A Legacy of W.K. Kellogg

Three Types of Interaction in Teaching and Learning

Planning out the interactions your students will experience during the course will make those interactions more impactful. Moore (1989)[4] defines three types of interaction that occur during the education process: student-content interaction, student-instructor interaction, and student-student interaction.

Student-Content Interaction (S|C)

Students need to interact with instructional material, not just passively consume information. Plan ways to get your students to dig into textbooks, articles, videos, presentations and lectures. Content also occurs outside the class – students can talk to people, go on field trips, make their own observations, do experiments, and so forth.
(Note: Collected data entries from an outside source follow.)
//! The `bazaar` extension: discovery metadata for paid endpoints.
//!
//! A server advertises the input shape of a paid endpoint so aggregators can
//! index it: query-style endpoints declare `{ input, inputSchema }`,
//! body-style endpoints additionally carry `bodyType`. The declaration is
//! enriched with the live request URL and method just before the 402
//! response is built.

use serde::{Deserialize, Serialize};
use serde_json::Value;

use crate::proto::PaymentPayload;
use crate::server::ResourceServerExtension;

/// Extension key.
pub const BAZAAR: &str = "bazaar";

/// Input shape advertised for a query-style endpoint.
#[derive(Debug, Clone, PartialEq, Eq, Serialize, Deserialize)]
#[serde(rename_all = "camelCase")]
pub struct QueryDiscoveryInfo {
    /// Example input values.
    pub input: Value,

    /// JSON schema for the input.
    #[serde(default, skip_serializing_if = "Option::is_none")]
    pub input_schema: Option<Value>,
}

/// Input shape advertised for a body-style endpoint.
#[derive(Debug, Clone, PartialEq, Eq, Serialize, Deserialize)]
#[serde(rename_all = "camelCase")]
pub struct BodyDiscoveryInfo {
    /// Example input values.
    pub input: Value,

    /// JSON schema for the input.
    #[serde(default, skip_serializing_if = "Option::is_none")]
    pub input_schema: Option<Value>,

    /// Request body encoding (e.g., `"json"`).
    pub body_type: String,
}

/// Discovery input shape, body-style or query-style.
///
/// Untagged: the body variant is tried first because only it carries the
/// `bodyType` discriminator.
#[derive(Debug, Clone, PartialEq, Eq, Serialize, Deserialize)]
#[serde(untagged)]
pub enum DiscoveryInfo {
    /// Body-style endpoint.
    Body(BodyDiscoveryInfo),
    /// Query-style endpoint.
    Query(QueryDiscoveryInfo),
}

/// A paid endpoint surfaced from a payment payload.
#[derive(Debug, Clone, PartialEq, Eq)]
pub struct DiscoveredResource {
    /// URL of the paid resource.
    pub resource_url: String,
    /// Protocol version of the payload.
    pub x402_version: u32,
    /// The advertised input shape.
    pub discovery_info: DiscoveryInfo,
}

/// Builds the server-side declaration for a discoverable endpoint.
///
/// Pass `body_type` for body-style endpoints; leave it `None` for
/// query-style.
#[must_use]
pub fn declare_discovery_extension(
    input: Value,
    input_schema: Option<Value>,
    body_type: Option<&str>,
) -> Value {
    let mut info = serde_json::Map::new();
    info.insert("input".into(), input);
    if let Some(schema) = input_schema {
        info.insert("inputSchema".into(), schema);
    }
    if let Some(body_type) = body_type {
        info.insert("bodyType".into(), Value::String(body_type.to_owned()));
    }
    serde_json::json!({ "info": Value::Object(info) })
}

/// Extracts discovery info from a payment payload, if the bazaar extension
/// is present and well-formed.
#[must_use]
pub fn extract_discovery_info(payload: &PaymentPayload) -> Option<DiscoveredResource> {
    let resource_url = payload.resource.as_ref()?.url.clone();
    let declaration = payload.extensions.as_ref()?.get(BAZAAR)?;
    let info = declaration.get("info")?;
    let discovery_info: DiscoveryInfo = serde_json::from_value(info.clone()).ok()?;
    Some(DiscoveredResource {
        resource_url,
        x402_version: payload.x402_version,
        discovery_info,
    })
}

/// Server-side bazaar extension: enriches the declaration with the live
/// request URL and method from the transport context.
#[derive(Debug, Clone, Copy, Default)]
pub struct BazaarExtension;

impl ResourceServerExtension for BazaarExtension {
    fn key(&self) -> &str {
        BAZAAR
    }

    fn enrich_declaration(&self, mut declaration: Value, transport_context: &Value) -> Value {
        let Some(obj) = declaration.as_object_mut() else {
            return declaration;
        };
        let info = obj
            .entry("info")
            .or_insert_with(|| Value::Object(serde_json::Map::new()));
        if let Some(info) = info.as_object_mut() {
            if let Some(url) = transport_context.get("url").cloned() {
                info.insert("resourceUrl".into(), url);
            }
            if let Some(method) = transport_context.get("method").cloned() {
                info.insert("method".into(), method);
            }
        }
        declaration
    }
}

#[cfg(test)]
mod tests {
    use super::*;
    use crate::proto::{PaymentRequirements, ResourceInfo};
    use serde_json::json;

    fn payload_with_extensions(extensions: Option<crate::proto::ExtensionMap>) -> PaymentPayload {
        PaymentPayload {
            x402_version: 2,
            accepted: PaymentRequirements {
                scheme: "exact".into(),
                network: "eip155:8453".into(),
                amount: "1000".into(),
                pay_to: "0xpay".into(),
                max_timeout_seconds: 300,
                asset: "0xasset".into(),
                extra: None,
            },
            payload: json!({}),
            resource: Some(ResourceInfo::from_url("https://api.example.com/weather")),
            extensions,
        }
    }

    #[test]
    fn declare_query_extension() {
        let decl = declare_discovery_extension(
            json!({"city": "SF"}),
            Some(json!({"properties": {"city": {"type": "string"}}})),
            None,
        );
        assert_eq!(decl["info"]["input"]["city"], "SF");
        assert!(decl["info"].get("bodyType").is_none());
    }

    #[test]
    fn extract_query_style() {
        let mut extensions = crate::proto::ExtensionMap::new();
        extensions.insert(
            BAZAAR.into(),
            declare_discovery_extension(
                json!({"city": "SF"}),
                Some(json!({"properties": {"city": {"type": "string"}}})),
                None,
            ),
        );
        let payload = payload_with_extensions(Some(extensions));

        let discovered = extract_discovery_info(&payload).unwrap();
        assert_eq!(discovered.resource_url, "https://api.example.com/weather");
        assert_eq!(discovered.x402_version, 2);
        assert!(matches!(discovered.discovery_info, DiscoveryInfo::Query(_)));
    }

    #[test]
    fn extract_body_style() {
        let mut extensions = crate::proto::ExtensionMap::new();
        extensions.insert(
            BAZAAR.into(),
            declare_discovery_extension(json!({"text": "hello"}), None, Some("json")),
        );
        let payload = payload_with_extensions(Some(extensions));

        let discovered = extract_discovery_info(&payload).unwrap();
        match discovered.discovery_info {
            DiscoveryInfo::Body(info) => assert_eq!(info.body_type, "json"),
            DiscoveryInfo::Query(_) => panic!("expected body-style info"),
        }
    }

    #[test]
    fn extract_absent_extension_is_none() {
        assert!(extract_discovery_info(&payload_with_extensions(None)).is_none());
        let empty = Some(crate::proto::ExtensionMap::new());
        assert!(extract_discovery_info(&payload_with_extensions(empty)).is_none());
    }

    #[test]
    fn enrichment_adds_request_context() {
        let ext = BazaarExtension;
        let decl = declare_discovery_extension(json!({"q": ""}), None, None);
        let ctx = json!({"url": "https://api.example.com/search?q=x", "method": "GET"});
        let enriched = ext.enrich_declaration(decl, &ctx);
        assert_eq!(
            enriched["info"]["resourceUrl"],
            "https://api.example.com/search?q=x"
        );
        assert_eq!(enriched["info"]["method"], "GET");
        assert_eq!(enriched["info"]["input"]["q"], "");
    }
}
Student-Instructor Interaction (S|I)

An instructor's role is more than just delivering instructional materials to students and grading their assignments. By developing a relationship with students the instructor facilitates the learning process and guides students through difficulties. Student-instructor interaction may take the form of in-office hours, virtual office hours, announcements, discussions, and other written or verbal feedback.

Student-Student Interaction (S|S)

Student to student interaction or engagement is crucial to learning because people construct meaning through social channels, i.e., talking to each other about what they are learning. In an online course, it’s especially important to carefully plan methods and opportunities for students to communicate and interact with each other, since they don’t see each other in person.